Try it |
The response must reproduce every record in full.

----- Source information

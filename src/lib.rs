//! Commuter pooling and cab dispatch.
//!
//! `cabpool` partitions a set of 2-D commuter locations into exactly as many
//! groups as there are cabs, then assigns each cab to the group whose
//! centroid is nearest, greedily. The stages are usable on their own:
//!
//! - [`geometry`]: the 2-D [`Vector`](geometry::Vector) primitive, Euclidean
//!   distance, and `"x,y"` parsing
//! - [`cluster`]: k-means (k-means++ seeding, Lloyd iterations)
//! - [`model`]: [`Commuter`](model::Commuter), [`Cab`](model::Cab), and
//!   [`CommuterGroup`](model::CommuterGroup)
//! - [`assign`]: greedy nearest-group cab assignment
//! - [`dispatch`]: the end-to-end pipeline with a total-distance report
//!
//! The caller supplies parsed point sequences and consumes the resulting
//! matches; reading input files and printing belong outside this crate.

#![forbid(unsafe_code)]

pub mod assign;
pub mod cluster;
pub mod dispatch;
pub mod error;
pub mod geometry;
pub mod model;

pub use assign::{assign_cabs, Assignment};
pub use cluster::{Kmeans, KmeansFit};
pub use dispatch::{DispatchReport, Dispatcher};
pub use error::{Error, Result};
pub use geometry::Vector;
pub use model::{Cab, Commuter, CommuterGroup};
use cabpool::{assign_cabs, Cab, Commuter, Dispatcher, Kmeans, Vector};
use proptest::prelude::*;

fn vectors(coords: &[(f64, f64)]) -> Vec<Vector> {
    coords.iter().map(|&(x, y)| Vector::new(x, y)).collect()
}

proptest! {
    #[test]
    fn prop_distance_symmetric_and_zero_at_self(
        ax in -100.0f64..100.0, ay in -100.0f64..100.0,
        bx in -100.0f64..100.0, by in -100.0f64..100.0,
    ) {
        let a = Vector::new(ax, ay);
        let b = Vector::new(bx, by);
        prop_assert_eq!(a.distance(&b), b.distance(&a));
        prop_assert_eq!(a.distance(&a), 0.0);
        prop_assert!(a.distance(&b) >= 0.0);
    }

    #[test]
    fn prop_kmeans_all_assigned(
        coords in prop::collection::vec((-10.0f64..10.0, -10.0f64..10.0), 1..20),
        k in 1usize..5
    ) {
        // Skip if k > n
        if k <= coords.len() {
            let points = vectors(&coords);
            let fit = Kmeans::new(k).with_seed(42).fit(&points).unwrap();

            prop_assert_eq!(fit.labels.len(), points.len());
            prop_assert_eq!(fit.centroids.len(), k);
            for &l in &fit.labels {
                prop_assert!(l < k);
            }
        }
    }

    #[test]
    fn prop_kmeans_deterministic_under_seed(
        coords in prop::collection::vec((-10.0f64..10.0, -10.0f64..10.0), 2..15),
        k in 1usize..4,
        seed in 0u64..1000
    ) {
        if k <= coords.len() {
            let points = vectors(&coords);
            let a = Kmeans::new(k).with_seed(seed).fit(&points).unwrap();
            let b = Kmeans::new(k).with_seed(seed).fit(&points).unwrap();
            prop_assert_eq!(a.labels, b.labels);
            prop_assert_eq!(a.centroids, b.centroids);
        }
    }

    #[test]
    fn prop_assignment_is_bijection(
        centroids in prop::collection::vec((-50.0f64..50.0, -50.0f64..50.0), 1..8),
        cab_coords in prop::collection::vec((-50.0f64..50.0, -50.0f64..50.0), 1..8),
    ) {
        // Equal-size pools only; the engine rejects the rest.
        if centroids.len() == cab_coords.len() {
            let mut groups: Vec<_> = vectors(&centroids)
                .into_iter()
                .map(cabpool::CommuterGroup::new)
                .collect();
            let mut cabs: Vec<_> = vectors(&cab_coords).into_iter().map(Cab::new).collect();

            let assignments = assign_cabs(&mut groups, &mut cabs).unwrap();
            prop_assert_eq!(assignments.len(), cabs.len());

            // Each cab appears exactly once, each group claimed exactly once.
            let mut cab_indices: Vec<usize> =
                groups.iter().map(|g| g.cab().unwrap()).collect();
            cab_indices.sort_unstable();
            let expected: Vec<usize> = (0..cabs.len()).collect();
            prop_assert_eq!(cab_indices, expected);

            // Pickup points are exact centroid copies.
            for group in &groups {
                let cab = &cabs[group.cab().unwrap()];
                prop_assert_eq!(cab.pickup_point, group.centroid);
            }
        }
    }

    #[test]
    fn prop_dispatch_partitions_everyone(
        coords in prop::collection::vec((-20.0f64..20.0, -20.0f64..20.0), 3..25),
        cab_count in 1usize..4,
        seed in 0u64..100
    ) {
        if cab_count <= coords.len() {
            let commuters: Vec<_> = vectors(&coords).into_iter().map(Commuter::new).collect();
            let mut cabs: Vec<Cab> = (0..cab_count)
                .map(|i| Cab::new(Vector::new(i as f64, 0.0)))
                .collect();

            let report = Dispatcher::new()
                .with_seed(seed)
                .run(&commuters, &mut cabs)
                .unwrap();

            prop_assert_eq!(report.groups.len(), cab_count);
            let members: usize = report.groups.iter().map(|g| g.commuters.len()).sum();
            prop_assert_eq!(members, commuters.len());
            prop_assert!(report.total_distance >= 0.0);
        }
    }
}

----------

Exercise solution |
filename src/lib.rs
//! Commuter pooling and cab dispatch.
//!
//! `cabpool` partitions a set of 2-D commuter locations into exactly as many
//! groups as there are cabs, then assigns each cab to the group whose
//! centroid is nearest, greedily. The stages are usable on their own:
//!
//! - [`geometry`]: the 2-D [`Vector`](geometry::Vector) primitive, Euclidean
//!   distance, and `"x,y"` parsing
//! - [`cluster`]: k-means (k-means++ seeding, Lloyd iterations)
//! - [`model`]: [`Commuter`](model::Commuter), [`Cab`](model::Cab), and
//!   [`CommuterGroup`](model::CommuterGroup)
//! - [`assign`]: greedy nearest-group cab assignment
//! - [`dispatch`]: the end-to-end pipeline with a total-distance report
//!
//! The caller supplies parsed point sequences and consumes the resulting
//! matches; reading input files and printing belong outside this crate.

#![forbid(unsafe_code)]

pub mod assign;
pub mod cluster;
pub mod dispatch;
pub mod error;
pub mod geometry;
pub mod model;

pub use assign::{assign_cabs, Assignment};
pub use cluster::{Kmeans, KmeansFit};
pub use dispatch::{DispatchReport, Dispatcher};
pub use error::{Error, Result};
pub use geometry::Vector;
pub use model::{Cab, Commuter, CommuterGroup};
use cabpool::{assign_cabs, Cab, Commuter, Dispatcher, Kmeans, Vector};
use proptest::prelude::*;

fn vectors(coords: &[(f64, f64)]) -> Vec<Vector> {
    coords.iter().map(|&(x, y)| Vector::new(x, y)).collect()
}

proptest! {
    #[test]
    fn prop_distance_symmetric_and_zero_at_self(
        ax in -100.0f64..100.0, ay in -100.0f64..100.0,
        bx in -100.0f64..100.0, by in -100.0f64..100.0,
    ) {
        let a = Vector::new(ax, ay);
        let b = Vector::new(bx, by);
        prop_assert_eq!(a.distance(&b), b.distance(&a));
        prop_assert_eq!(a.distance(&a), 0.0);
        prop_assert!(a.distance(&b) >= 0.0);
    }

    #[test]
    fn prop_kmeans_all_assigned(
        coords in prop::collection::vec((-10.0f64..10.0, -10.0f64..10.0), 1..20),
        k in 1usize..5
    ) {
        // Skip if k > n
        if k <= coords.len() {
            let points = vectors(&coords);
            let fit = Kmeans::new(k).with_seed(42).fit(&points).unwrap();

            prop_assert_eq!(fit.labels.len(), points.len());
            prop_assert_eq!(fit.centroids.len(), k);
            for &l in &fit.labels {
                prop_assert!(l < k);
            }
        }
    }

    #[test]
    fn prop_kmeans_deterministic_under_seed(
        coords in prop::collection::vec((-10.0f64..10.0, -10.0f64..10.0), 2..15),
        k in 1usize..4,
        seed in 0u64..1000
    ) {
        if k <= coords.len() {
            let points = vectors(&coords);
            let a = Kmeans::new(k).with_seed(seed).fit(&points).unwrap();
            let b = Kmeans::new(k).with_seed(seed).fit(&points).unwrap();
            prop_assert_eq!(a.labels, b.labels);
            prop_assert_eq!(a.centroids, b.centroids);
        }
    }

    #[test]
    fn prop_assignment_is_bijection(
        centroids in prop::collection::vec((-50.0f64..50.0, -50.0f64..50.0), 1..8),
        cab_coords in prop::collection::vec((-50.0f64..50.0, -50.0f64..50.0), 1..8),
    ) {
        // Equal-size pools only; the engine rejects the rest.
        if centroids.len() == cab_coords.len() {
            let mut groups: Vec<_> = vectors(&centroids)
                .into_iter()
                .map(cabpool::CommuterGroup::new)
                .collect();
            let mut cabs: Vec<_> = vectors(&cab_coords).into_iter().map(Cab::new).collect();

            let assignments = assign_cabs(&mut groups, &mut cabs).unwrap();
            prop_assert_eq!(assignments.len(), cabs.len());

            // Each cab appears exactly once, each group claimed exactly once.
            let mut cab_indices: Vec<usize> =
                groups.iter().map(|g| g.cab().unwrap()).collect();
            cab_indices.sort_unstable();
            let expected: Vec<usize> = (0..cabs.len()).collect();
            prop_assert_eq!(cab_indices, expected);

            // Pickup points are exact centroid copies.
            for group in &groups {
                let cab = &cabs[group.cab().unwrap()];
                prop_assert_eq!(cab.pickup_point, group.centroid);
            }
        }
    }

    #[test]
    fn prop_dispatch_partitions_everyone(
        coords in prop::collection::vec((-20.0f64..20.0, -20.0f64..20.0), 3..25),
        cab_count in 1usize..4,
        seed in 0u64..100
    ) {
        if cab_count <= coords.len() {
            let commuters: Vec<_> = vectors(&coords).into_iter().map(Commuter::new).collect();
            let mut cabs: Vec<Cab> = (0..cab_count)
                .map(|i| Cab::new(Vector::new(i as f64, 0.0)))
                .collect();

            let report = Dispatcher::new()
                .with_seed(seed)
                .run(&commuters, &mut cabs)
                .unwrap();

            prop_assert_eq!(report.groups.len(), cab_count);
            let members: usize = report.groups.iter().map(|g| g.commuters.len()).sum();
            prop_assert_eq!(members, commuters.len());
            prop_assert!(report.total_distance >= 0.0);
        }
    }
}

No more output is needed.